Мое знакомство с гуманистами Запада и изучение соответствующей англоязычной литературы было стремительным и для меня радостным, так как я находил, что мои убеждения в сущности созвучны этосу гуманизма, особенно его светской, нерелигиозной разновидности. Этому способствовало и «ломовое» вхождение РПЦ и религии в культуру и общественные отношения в России. Я, воспитанный во многом на трудах Бердяева, просто не мог не стать антиклерикалом.

К середине 90-х годов мои гуманистические убеждения приобрели относительно устойчивые очертания, что позволило мне выразить их систематически в книге «Твой рай и ад» (1988).

Вместе с тем, уже к началу 90-х для меня было ясно, что гуманизм это не просто книги и статьи о нем. Это действительно культурно-историческая традиция, специализированное выражение которой приобрело устойчивые формы в виде различного рода обществ, ассоциаций, союзов, конгрессов, манифестов, заявлений, периодических изданий и т.д.

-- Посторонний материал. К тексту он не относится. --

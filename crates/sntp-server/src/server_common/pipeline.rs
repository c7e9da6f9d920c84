// Copyright 2026 U.S. Federal Government (in countries where recognized)
// SPDX-License-Identifier: Apache-2.0

use std::net::SocketAddr;

use log::{debug, info, warn};
use sntp_proto::protocol::BASE_LENGTH;

use super::{
    Clock, ServerSystemState, build_server_response, serialize_response, validate_client_request,
};

/// The complete result of handling a client request.
#[derive(Debug, PartialEq)]
pub enum HandleResult {
    /// Send this response buffer to the client.
    Response([u8; BASE_LENGTH]),
    /// Drop the datagram (invalid request or unencodable reply).
    Drop,
}

/// Handle a single incoming SNTP request (pure logic, no I/O).
///
/// `recv_buf[..recv_len]` is the received datagram. The receive timestamp is
/// taken from `clock` before anything else, then the request is validated and
/// the reply assembled with a second reading of `clock` for the reference and
/// transmit timestamps.
pub fn handle_request(
    recv_buf: &[u8],
    recv_len: usize,
    src_addr: SocketAddr,
    server_state: &ServerSystemState,
    clock: &impl Clock,
) -> HandleResult {
    // 1. Record T2 (receive timestamp).
    let t2 = clock.now();
    debug!("received {} bytes from {}", recv_len, src_addr);

    let Some(request_buf) = recv_buf.get(..recv_len) else {
        debug!(
            "dropping request from {}: length {} exceeds buffer",
            src_addr, recv_len
        );
        return HandleResult::Drop;
    };

    // 2. Validate the request.
    if let Err(e) = validate_client_request(request_buf) {
        debug!("dropping invalid request from {}: {}", src_addr, e);
        return HandleResult::Drop;
    }

    // 3. Build and serialize the reply.
    let response = build_server_response(server_state, clock.now(), t2);
    match serialize_response(&response, request_buf) {
        Ok(buf) => {
            info!("exchange with {} was successful", src_addr);
            HandleResult::Response(buf)
        }
        Err(e) => {
            warn!("failed to serialize response for {}: {}", src_addr, e);
            HandleResult::Drop
        }
    }
}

Учитывая это, я стал искать союзников для социализации современного светского гуманизма, которую я связывал с созданием соответствующей общественной организации и периодического издания. Это было нетрудно сделать, учитывая общий демократический подъем в стране. В начале 90-х я обошел многих известных демократических лидеров с предложением создать гуманистическое общество в России. Все они приветствовали идею, но никто не соглашался на то, чтобы стать во главе этой инициативы. В итоге, мне, человеку не лидерских искусов пришлось это делать самому.

Кто был в начале процесса становления первой в стране гуманистической организации? В основном аспиранты, преподаватели МГУ. Сложилось ядро энтузиастов, готовых работать не за славу и деньги, а из идейных, моральных соображений. Большинство из них были, в меру их возможностей, и донорами.

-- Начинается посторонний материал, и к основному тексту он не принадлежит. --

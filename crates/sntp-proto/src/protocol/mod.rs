// Copyright 2026 U.S. Federal Government (in countries where recognized)
// SPDX-License-Identifier: Apache-2.0

//! Types and constants that precisely match the SNTP message layout.
//!
//! Provides [`FromBytes`] and [`ToBytes`] implementations for the wire types,
//! built on the big-endian helpers of the byteorder crate.
//!
//! Every multi-byte field is big-endian. Offsets are in bytes from the start of
//! the message:
//!
//! ```ignore
//! +--------+------+----------------------------------------------+
//! | Offset | Size | Field                                        |
//! +--------+------+----------------------------------------------+
//! | 0      | 1    | LI(2) / VN(3) / Mode(3)                      |
//! | 1      | 1    | Stratum                                      |
//! | 2      | 1    | Poll                                         |
//! | 3      | 1    | Precision (signed)                           |
//! | 4      | 4    | Root Delay (fixed-point, signed, 16 frac)    |
//! | 8      | 4    | Root Dispersion (fixed-point, unsigned)      |
//! | 12     | 4    | Reference Identifier                         |
//! | 16     | 8    | Reference Timestamp                          |
//! | 24     | 8    | Origin Timestamp                             |
//! | 32     | 8    | Receive Timestamp                            |
//! | 40     | 8    | Transmit Timestamp                           |
//! +--------+------+----------------------------------------------+
//! ```

/// SNTP port number.
pub const PORT: u16 = 123;

/// Length of the base message, without authentication fields.
pub const BASE_LENGTH: usize = 48;

/// Every accepted datagram length.
///
/// The 52, 64 and 68 byte variants carry a key identifier and/or message digest
/// after the base message. Their trailing bytes are accepted but not decoded.
pub const MESSAGE_LENGTHS: [usize; 4] = [48, 52, 64, 68];

/// Offset of the root delay field.
pub const ROOT_DELAY_OFFSET: usize = 4;
/// Offset of the root dispersion field.
pub const ROOT_DISPERSION_OFFSET: usize = 8;
/// Offset of the reference identifier.
pub const REFERENCE_ID_OFFSET: usize = 12;
/// Offset of the reference timestamp.
pub const REFERENCE_TIMESTAMP_OFFSET: usize = 16;
/// Offset of the origin timestamp.
pub const ORIGIN_TIMESTAMP_OFFSET: usize = 24;
/// Offset of the receive timestamp.
pub const RECEIVE_TIMESTAMP_OFFSET: usize = 32;
/// Offset of the transmit timestamp.
pub const TRANSMIT_TIMESTAMP_OFFSET: usize = 40;

mod bytes;
mod traits;
mod types;

pub use self::traits::*;
pub use self::types::*;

Межрегиональное общественное объединение «Русское гуманистическое общество» было создано в 1994 году. С этого началась череда наших успехов, поражений и преодолений.

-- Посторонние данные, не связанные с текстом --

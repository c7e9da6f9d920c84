// Copyright 2026 U.S. Federal Government (in countries where recognized)
// SPDX-License-Identifier: Apache-2.0

use std::io;

use sntp_proto::protocol::{Message, Mode, ModeSet};

use crate::error::SntpServerError;

/// Validate an incoming SNTP client request.
///
/// The datagram must have one of the accepted message lengths and carry the
/// client mode. Returns the decoded message on success.
pub fn validate_client_request(recv_buf: &[u8]) -> io::Result<Message> {
    sntp_proto::decode(recv_buf, ModeSet::only(Mode::Client))
        .map_err(|e| SntpServerError::Protocol(e).into())
}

В первую очередь мы столкнулись в нашей родной российской бюрократией, которая даже в самые демократические времена была во всеоружии. Мы тратили массу времени на отчеты для налоговой службы, нас все время окучивали угрозам штрафов за несвоевременную отчетность и т.д. Обнаружилось подозрительное и избыточно бюрократическое отношение к регистрации уставов общественных организаций. Только счастливый случай помог нам потратить примерно год, вместо полутора – двух лет, на которые мы были обречены, чтобы добиться разрешения на модернизацию устава и изменение его названия, с 2001 года мы стали называться Межрегиональной общественной организацией содействия развитию гуманизма «Российское гуманистическое общество».

Первый номер журнала появился осенью 1995 года. В ходе подготовке к его изданию мы обсуждали и направление работы РГО, его цели и отношение к ведущим трендам в общественном сознании того времени.

Наша логика была простой. Гуманизм, как его определил один из нас, это мировоззрение без границ, т.е. никого не исключает с самого начала или по-другому, «кто не против нас, тот с нами» (А. Круглов (Абелев). И тогда, и сегодня гуманизм виделся нам как объединяющее начало общероссийского сознания. Что нас объединяет? Гражданственность, светскость, общность исторических судеб. На первый план, естественно, выдвинулись ценности гражданства и светскости. Гуманизм стал называться нами не только как светский (секулярный), но и как гражданский. Каковы аксиологические основания общегражданского сознания? Гражданственность и светскость в силу статуса РФ как государства и гуманизм, четко прописанный как принцип государственной политики в Законе об образовании.

Анализ главных мировоззренческих трендов 90-х говорил о том, что на авансцене значительную роль играли, как мы их называли, красно-коричневые. КПРФ, ввиду инерции советского сознания, имела серьезное влияние на умы людей, но стремительно сползала в эклектизм и православие, РПЦ при растущей поддержке государства и властных партий стремительно заполняла мировоззренческий вакуум людей. Нужна была третья, демократическая мировоззренческая альтернатива, поэтому первым названием предполагаемого журнала была «Третья альтернатива».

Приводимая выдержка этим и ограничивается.